User: "NoPlutocracyUSA"

Title: Re: Where do jobs go in global economy? 11 Jan 2004 12:25:50 PM
"Albertv" <aj@avconslt.net> wrote in message
news:4000FD3C.70403@avconslt.net...
The remedy lies in my opinion 'not' in protectionism but in the whole of the
US 's private and public
sectors becoming competitive in a world market. It's only now we realize how
protected our markets
were 20 and 30 years ago. Yet since we have embarked on the creation of a
true world 'open market'
we have to make the structural adjustments. Going back to our previous way
of doing business will be
counter productive.
To do all this we need 'everyone' on the same page. It's unhelpful to have
sectors of our economy like
the 'public sector' to continue drawing the same standard of living as they
were before and have the
private sector pay the cost of their unreality. I can compete with the world
if my taxes went down
by 90% and my cost of living followed suit.
----------------------------------
Any idea how this could be done? I don't see any way what you suggest would
be possible. Please enlighten us if you have a concept.
The message that is being inculcated to us is that there is no alternative
to our wages, and subsequently our qualities of life going down to meet
those of the rest of the world. This is the same message that is being
driven into the minds of all workers in all first-world countries right now.
This is the agenda of the plutocracy.
I see an alternative. The citizens can force first-world governments into
passing regulations, yes protectionism, that aim to turn this trend upside
down. Instead of bringing our wages and qualities of life down, force
governments to bring the wages and qualities of life of exploited peoples
up. This would require taking profits out of the hands of corporate owners
and putting them into the hands or workers. It would increase the power of
Democracy (the force of Light). It would diminish the power of plutocracy
(the force of Darkness).
They tell us that this is impossible, so just lay down and die. Most of you
already believe that. Resign yourselves to the fact that your precious
little children will be impoverished living in squalor in the new world
order. This is what they are depending on you to believe. It's only the
future of your children at stake. Will you succumb as cowards, or will you
fight as warriors?
.
User: "Zalek Bloom"

Title: Re: Where do jobs go in global economy? 11 Jan 2004 04:51:35 PM
On Sun, 11 Jan 2004 10:25:50 -0800, "NoPlutocracyUSA" <anon@anon.com>
wrote:
[...]


I see an alternative. The citizens can force first-world governments into
passing regulations, yes protectionism, that aim to turn this trend upside
down. Instead of bringing our wages and qualities of life down, force
governments to bring the wages and qualities of life of exploited peoples
up. This would require taking profits out of the hands of corporate owners
and putting them into the hands or workers. It would increase the power of
Democracy (the force of Light). It would diminish the power of plutocracy
(the force of Darkness).

They tell us that this is impossible, so just lay down and die. Most of you
already believe that. Resign yourselves to the fact that your precious
little children will be impoverished living in squalor in the new world
order. This is what they are depending on you to believe. It's only the
future of your children at stake. Will you succumb as cowards, or will you
fight as warriors?

Did you learn modern history? Bolshevics fought like as warriors to
diminish the power of plutocracy (the force of Darkness) and to
improve life of milions poor workers and peasants. Unfortunately
during this fight they murdered milions of people. I suspect most of
the fight "as warriors" will end in the similar way.
What we need is to register and to vote and to understand that there
are more alternatives than Democates and Republicans.
Nothing glorious, but it can be very effective. NRA proved it is
possible.
Zalek
.
User: "M. Ranjit Mathews"

Title: Re: Where do jobs go in global economy? 12 Jan 2004 09:27:42 PM
Zalek Bloom <ZalekBloom@hotmail.com> wrote ...

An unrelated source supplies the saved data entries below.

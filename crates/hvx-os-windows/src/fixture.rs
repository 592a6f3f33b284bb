//! Synthetic guest scenarios for tests.
//!
//! Builds loader structures and PE images inside a [`MemoryDriver`] so that
//! the enumerator and its consumers can be exercised without a live guest.
//! All addresses stay below 4 GiB so the same layout serves both bitness
//! families.

use hvx_core::{Bitness, ProcessId, Va};
use hvx_driver_memory::{MemoryDriver, MemoryDriverError};
use zerocopy::IntoBytes;

use crate::comps::{
    LdrDataTableEntry32, LdrDataTableEntry64, ListEntry32, ListEntry64, Peb32, Peb64,
    PebLdrData32, PebLdrData64, UnicodeString32, UnicodeString64,
};

/// Process identifier used by the scenarios.
pub const PID: ProcessId = ProcessId(4242);

/// Native environment block.
pub const PEB: Va = Va(0x30_0000);

/// 32-bit environment block of WoW64 scenarios.
pub const PEB32: Va = Va(0x30_1000);

/// Loader data.
pub const LDR: Va = Va(0x40_0000);

/// First module entry. Straddles a page boundary on purpose.
pub const ENTRIES: Va = Va(0x50_0fc0);

/// Spacing of module entries.
pub const ENTRY_STRIDE: u64 = 0x80;

/// Start of the string pool.
pub const STRINGS: Va = Va(0x60_0000);

struct FixtureModule {
    name: String,
    path: String,
    base: Va,
    size: u32,
}

/// Addresses of the installed loader structures.
#[derive(Debug, Clone, PartialEq, Eq)]
pub struct LoaderAddresses {
    /// Environment block matching the bitness of the scenario.
    pub peb: Va,

    /// Loader data.
    pub ldr: Va,

    /// In-load-order list head.
    pub list_head: Va,

    /// Module entries, in list order.
    pub entries: Vec<Va>,
}

/// Builder of a loader list scenario.
pub struct LoaderFixture {
    pid: ProcessId,
    bitness: Bitness,
    modules: Vec<FixtureModule>,
}

impl LoaderFixture {
    /// Creates an empty scenario.
    pub fn new(pid: ProcessId, bitness: Bitness) -> Self {
        Self {
            pid,
            bitness,
            modules: Vec::new(),
        }
    }

    /// Appends a module to the in-load-order list.
    pub fn module(mut self, name: &str, path: &str, base: Va, size: u32) -> Self {
        self.modules.push(FixtureModule {
            name: name.into(),
            path: path.into(),
            base,
            size,
        });
        self
    }

    /// Creates the process in `driver` and writes the scenario into it.
    pub fn install(&self, driver: &mut MemoryDriver) -> Result<LoaderAddresses, MemoryDriverError> {
        driver.create_process(self.pid);
        driver.set_peb(self.pid, PEB)?;

        match self.bitness {
            Bitness::Native64 => self.install_native64(driver),
            Bitness::Wow64On64 => {
                driver.set_wow64_peb(self.pid, PEB32)?;
                self.install_wow64(driver)
            }
        }
    }

    fn install_native64(&self, driver: &mut MemoryDriver) -> Result<LoaderAddresses, MemoryDriverError> {
        let list_head = LDR + std::mem::offset_of!(PebLdrData64, in_load_order_module_list) as u64;
        let entries = self.entry_addresses();
        let (first, last) = Self::ends(&entries, list_head);

        let peb = Peb64 {
            ldr: LDR.0,
            ..Default::default()
        };
        driver.write(self.pid, PEB, peb.as_bytes())?;

        let ldr = PebLdrData64 {
            length: size_of::<PebLdrData64>() as u32,
            initialized: 1,
            in_load_order_module_list: ListEntry64 {
                flink: first.0,
                blink: last.0,
            },
            ..Default::default()
        };
        driver.write(self.pid, LDR, ldr.as_bytes())?;

        let mut strings = StringPool::new(STRINGS);
        for (index, module) in self.modules.iter().enumerate() {
            let (next, prev) = Self::neighbours(&entries, index, list_head);
            let (name, name_length) = strings.push(driver, self.pid, &module.name)?;
            let (path, path_length) = strings.push(driver, self.pid, &module.path)?;

            let entry = LdrDataTableEntry64 {
                in_load_order_links: ListEntry64 {
                    flink: next.0,
                    blink: prev.0,
                },
                dll_base: module.base.0,
                size_of_image: module.size,
                full_dll_name: UnicodeString64::new(path, path_length),
                base_dll_name: UnicodeString64::new(name, name_length),
                ..Default::default()
            };
            driver.write(self.pid, entries[index], entry.as_bytes())?;
        }

        Ok(LoaderAddresses {
            peb: PEB,
            ldr: LDR,
            list_head,
            entries,
        })
    }

    fn install_wow64(&self, driver: &mut MemoryDriver) -> Result<LoaderAddresses, MemoryDriverError> {
        let list_head = LDR + std::mem::offset_of!(PebLdrData32, in_load_order_module_list) as u64;
        let entries = self.entry_addresses();
        let (first, last) = Self::ends(&entries, list_head);

        let peb = Peb32 {
            ldr: LDR.0 as u32,
            ..Default::default()
        };
        driver.write(self.pid, PEB32, peb.as_bytes())?;

        let ldr = PebLdrData32 {
            length: size_of::<PebLdrData32>() as u32,
            initialized: 1,
            in_load_order_module_list: ListEntry32 {
                flink: first.0 as u32,
                blink: last.0 as u32,
            },
            ..Default::default()
        };
        driver.write(self.pid, LDR, ldr.as_bytes())?;

        let mut strings = StringPool::new(STRINGS);
        for (index, module) in self.modules.iter().enumerate() {
            let (next, prev) = Self::neighbours(&entries, index, list_head);
            let (name, name_length) = strings.push(driver, self.pid, &module.name)?;
            let (path, path_length) = strings.push(driver, self.pid, &module.path)?;

            let entry = LdrDataTableEntry32 {
                in_load_order_links: ListEntry32 {
                    flink: next.0 as u32,
                    blink: prev.0 as u32,
                },
                dll_base: module.base.0 as u32,
                size_of_image: module.size,
                full_dll_name: UnicodeString32::new(path, path_length),
                base_dll_name: UnicodeString32::new(name, name_length),
                ..Default::default()
            };
            driver.write(self.pid, entries[index], entry.as_bytes())?;
        }

        Ok(LoaderAddresses {
            peb: PEB32,
            ldr: LDR,
            list_head,
            entries,
        })
    }

    fn entry_addresses(&self) -> Vec<Va> {
        (0..self.modules.len() as u64)
            .map(|index| ENTRIES + index * ENTRY_STRIDE)
            .collect()
    }

    fn ends(entries: &[Va], list_head: Va) -> (Va, Va) {
        (
            entries.first().copied().unwrap_or(list_head),
            entries.last().copied().unwrap_or(list_head),
        )
    }

    fn neighbours(entries: &[Va], index: usize, list_head: Va) -> (Va, Va) {
        let next = entries.get(index + 1).copied().unwrap_or(list_head);
        let prev = match index {
            0 => list_head,
            _ => entries[index - 1],
        };
        (next, prev)
    }
}

/// Sequential allocator of NUL-terminated UTF-16 strings.
struct StringPool {
    next: Va,
}

impl StringPool {
    fn new(start: Va) -> Self {
        Self { next: start }
    }

    /// Writes `value` and returns its address and its length in bytes.
    fn push(
        &mut self,
        driver: &mut MemoryDriver,
        pid: ProcessId,
        value: &str,
    ) -> Result<(Va, u16), MemoryDriverError> {
        let mut bytes = value
            .encode_utf16()
            .flat_map(u16::to_le_bytes)
            .collect::<Vec<_>>();
        let length = bytes.len() as u16;
        bytes.extend_from_slice(&[0, 0]);

        let va = self.next;
        driver.write(pid, va, &bytes)?;
        self.next = va + ((bytes.len() as u64 + 0xf) & !0xf);

        Ok((va, length))
    }
}

/// Builds a minimal PE32+ image exporting `exports`, given as name and
/// function RVA pairs. RVAs must lie outside the export directory, which
/// starts at RVA `0x1000`.
pub fn pe64_image(exports: &[(&str, u32)]) -> Vec<u8> {
    const NT_HEADERS: usize = 0x80;
    const OPTIONAL_HEADER: usize = NT_HEADERS + 4 + 20;
    const EXPORT_DIRECTORY: usize = 0x1000;
    const DLL_NAME: &[u8] = b"ntdll.dll\0";

    let count = exports.len();
    let functions = EXPORT_DIRECTORY + 40;
    let names = functions + count * 4;
    let ordinals = names + count * 4;
    let dll_name = ordinals + count * 2;
    let mut strings = dll_name + DLL_NAME.len();

    let mut image = vec![0u8; 0x2000];

    // DOS header.
    image[0..2].copy_from_slice(b"MZ");
    put_u32(&mut image, 0x3c, NT_HEADERS as u32);

    // NT headers.
    image[NT_HEADERS..NT_HEADERS + 4].copy_from_slice(b"PE\0\0");
    put_u16(&mut image, NT_HEADERS + 4, 0x8664); // Machine
    put_u16(&mut image, NT_HEADERS + 4 + 16, 240); // SizeOfOptionalHeader
    put_u16(&mut image, NT_HEADERS + 4 + 18, 0x2022); // Characteristics
    put_u16(&mut image, OPTIONAL_HEADER, 0x20b); // Magic
    put_u32(&mut image, OPTIONAL_HEADER + 56, 0x10000); // SizeOfImage
    put_u32(&mut image, OPTIONAL_HEADER + 60, 0x400); // SizeOfHeaders
    put_u32(&mut image, OPTIONAL_HEADER + 108, 16); // NumberOfRvaAndSizes

    // Export directory.
    put_u32(&mut image, EXPORT_DIRECTORY + 12, dll_name as u32);
    put_u32(&mut image, EXPORT_DIRECTORY + 16, 1); // Base
    put_u32(&mut image, EXPORT_DIRECTORY + 20, count as u32);
    put_u32(&mut image, EXPORT_DIRECTORY + 24, count as u32);
    put_u32(&mut image, EXPORT_DIRECTORY + 28, functions as u32);
    put_u32(&mut image, EXPORT_DIRECTORY + 32, names as u32);
    put_u32(&mut image, EXPORT_DIRECTORY + 36, ordinals as u32);
    image[dll_name..dll_name + DLL_NAME.len()].copy_from_slice(DLL_NAME);

    for (index, (name, rva)) in exports.iter().enumerate() {
        put_u32(&mut image, functions + index * 4, *rva);
        put_u32(&mut image, names + index * 4, strings as u32);
        put_u16(&mut image, ordinals + index * 2, index as u16);

        image[strings..strings + name.len()].copy_from_slice(name.as_bytes());
        strings += name.len() + 1;
    }

    // Data directory entry 0 (export).
    put_u32(&mut image, OPTIONAL_HEADER + 112, EXPORT_DIRECTORY as u32);
    put_u32(&mut image, OPTIONAL_HEADER + 116, (strings - EXPORT_DIRECTORY) as u32);

    image
}

fn put_u16(image: &mut [u8], offset: usize, value: u16) {
    image[offset..offset + 2].copy_from_slice(&value.to_le_bytes());
}

fn put_u32(image: &mut [u8], offset: usize, value: u32) {
    image[offset..offset + 4].copy_from_slice(&value.to_le_bytes());
}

They tell us that this is impossible, so just lay down and die. Most of you
already believe that. Resign yourselves to the fact that your precious
little children will be impoverished living in squalor in the new world
order. This is what they are depending on you to believe. It's only the
future of your children at stake. Will you succumb as cowards, or will you
fight as warriors?


Did you learn modern history? Bolshevics fought like as warriors to
diminish the power of plutocracy (the force of Darkness) and to
improve life of milions poor workers and peasants.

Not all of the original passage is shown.